Senin, 21 April 2008

Irit or Hemat or Kikir?

Minggu kemaren kami makan2 di Bakmi Golek, kami pesan nasi buat 7 orang (wong yang hadir ya 7 orang) plus 1 mangkok mie selain Chinese Food. Ternyata, nasinya diberikan dalam panci dan banyakkkkk banget. Walhasil, kami semua menatap nasi dengan mata sayang sekaligus nyesel kenapa ga pesen nasi 5 porsi aja. Lalu terjadilah diskusi antara kami (hamba Tuhan dan diaken), mo diapain tuh nasi. Satu hT bilang bahwa lebih baik ditinggal aja, siapa tau ada jemaat yang liat kan ga lucu bahkan bisa jadi omongan (masak hamba Tuhan ada sisa nasi masih juga dibungkus, pelit amat). Gue nyeletuk kalo mempermasalahkan pendapat orang mah, dengan ninggalin nasi begitu aja juga bisa jadi omongan (masak hamba Tuhan ada sisa nasi ditinggalin gitu aja, ga tau diri orang2 kan pada kelaparan, boros amat ga tau hidup susah). Akhirnya setelah debat2 & ga ada satu pun yang mau bawa pulang (karena di rumah masing2 udah masak nasi), kami putuskan meninggalkan nasi di sana, dengan keyakinan bahwa itu nasi pasti dijual lagi ato dimakan karyawan resto. Hm, apakah masalah selesai?

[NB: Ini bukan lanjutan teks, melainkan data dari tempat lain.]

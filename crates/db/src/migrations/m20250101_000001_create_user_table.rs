//! Create user table migration.

use sea_orm_migration::prelude::*;

#[derive(DeriveMigrationName)]
pub struct Migration;

#[async_trait::async_trait]
impl MigrationTrait for Migration {
    async fn up(&self, manager: &SchemaManager) -> Result<(), DbErr> {
        manager
            .create_table(
                Table::create()
                    .table(User::Table)
                    .if_not_exists()
                    .col(
                        ColumnDef::new(User::Id)
                            .string_len(32)
                            .not_null()
                            .primary_key(),
                    )
                    .col(ColumnDef::new(User::Email).string_len(256).not_null())
                    .col(ColumnDef::new(User::PasswordHash).string_len(256).not_null())
                    .col(ColumnDef::new(User::Name).string_len(256))
                    .col(ColumnDef::new(User::Phone).string_len(64))
                    .col(
                        ColumnDef::new(User::CreatedAt)
                            .timestamp_with_time_zone()
                            .not_null()
                            .default(Expr::current_timestamp()),
                    )
                    .col(
                        ColumnDef::new(User::UpdatedAt)
                            .timestamp_with_time_zone()
                            .not_null()
                            .default(Expr::current_timestamp()),
                    )
                    .to_owned(),
            )
            .await?;

        // Unique index: email
        manager
            .create_index(
                Index::create()
                    .name("idx_user_email")
                    .table(User::Table)
                    .col(User::Email)
                    .unique()
                    .to_owned(),
            )
            .await?;

        Ok(())
    }

    async fn down(&self, manager: &SchemaManager) -> Result<(), DbErr> {
        manager
            .drop_table(Table::drop().table(User::Table).to_owned())
            .await
    }
}

#[derive(Iden)]
enum User {
    Table,
    Id,
    Email,
    PasswordHash,
    Name,
    Phone,
    CreatedAt,
    UpdatedAt,
}
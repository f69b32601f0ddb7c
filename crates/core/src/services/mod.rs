//! Business logic services.

pub mod category;
pub mod favorite;
pub mod listing;
pub mod location;
pub mod user;

pub use category::{CategoryService, CreateCategoryInput, UpdateCategoryInput};
pub use favorite::{FavoriteInput, FavoriteService};
pub use listing::{AddImageInput, CreateListingInput, ListingService, UpdateListingInput};
pub use location::{CreateLocationInput, LocationService, UpdateLocationInput};
pub use user::{CreateUserInput, UpdateUserInput, UserService};
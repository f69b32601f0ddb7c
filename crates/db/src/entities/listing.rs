//! Listing entity.

use sea_orm::entity::prelude::*;
use serde::{Deserialize, Serialize};

/// Listing entity. A listing's existence is contingent on its user,
/// category, and location; deleting any of them cascades to the listing.
#[derive(Clone, Debug, PartialEq, DeriveEntityModel, Serialize, Deserialize)]
#[sea_orm(table_name = "listing")]
pub struct Model {
    #[sea_orm(primary_key, auto_increment = false)]
    pub id: String,

    pub title: String,

    #[sea_orm(column_type = "Text")]
    pub description: String,

    /// Asking price in `currency` units.
    #[sea_orm(column_type = "Double")]
    pub price: f64,

    /// ISO 4217 currency code, "USD" by default.
    pub currency: String,

    /// Category this listing is filed under. Immutable after creation.
    pub category_id: String,

    /// Location the item is offered at. Immutable after creation.
    pub location_id: String,

    /// Owning user. Immutable after creation.
    pub user_id: String,

    /// Lifecycle status: active, sold, or archived.
    pub status: String,

    pub created_at: DateTimeWithTimeZone,

    pub updated_at: DateTimeWithTimeZone,
}

#[derive(Copy, Clone, Debug, EnumIter, DeriveRelation)]
pub enum Relation {
    #[sea_orm(
        belongs_to = "super::category::Entity",
        from = "Column::CategoryId",
        to = "super::category::Column::Id"
    )]
    Category,

    #[sea_orm(
        belongs_to = "super::location::Entity",
        from = "Column::LocationId",
        to = "super::location::Column::Id"
    )]
    Location,

    #[sea_orm(
        belongs_to = "super::user::Entity",
        from = "Column::UserId",
        to = "super::user::Column::Id"
    )]
    User,

    #[sea_orm(has_many = "super::image::Entity")]
    Images,

    #[sea_orm(has_many = "super::favorite::Entity")]
    Favorites,
}

impl Related<super::category::Entity> for Entity {
    fn to() -> RelationDef {
        Relation::Category.def()
    }
}

impl Related<super::location::Entity> for Entity {
    fn to() -> RelationDef {
        Relation::Location.def()
    }
}

impl Related<super::user::Entity> for Entity {
    fn to() -> RelationDef {
        Relation::User.def()
    }
}

impl Related<super::image::Entity> for Entity {
    fn to() -> RelationDef {
        Relation::Images.def()
    }
}

impl Related<super::favorite::Entity> for Entity {
    fn to() -> RelationDef {
        Relation::Favorites.def()
    }
}

impl ActiveModelBehavior for ActiveModel {}

/// Known listing statuses. The column is free-form text; these are the
/// values the service layer accepts.
pub const STATUSES: [&str; 3] = ["active", "sold", "archived"];

/// Default status for new listings.
pub const DEFAULT_STATUS: &str = "active";

/// Default currency for new listings.
pub const DEFAULT_CURRENCY: &str = "USD";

Ternyata topik "nasi sisa" itu dibahas lagi di mobil dengan memasukkannya ke topik "hemat" vs "kikir" vs "irit". Gue ampe geli mendengarkan omongan orang2 di mobil. Gue tergoda nyeletuk bahwa sebenarnya semua orang merasa bersalah (guilty) dengan meninggalkan nasi begitu saja di resto. Makanya semua membahas ulang tentang tindakan yang telah diambil. Semua sedang berusaha "membenarkan diri" dengan mengemukakan banyak alasan. Dari kejadian ini, gue kembali melihat bahwa "apa yang dikatakan seseorang" memang belum tentu "sama dengan yang dipikirkannya" juga belum tentu "sama dengan yang dirasakannya."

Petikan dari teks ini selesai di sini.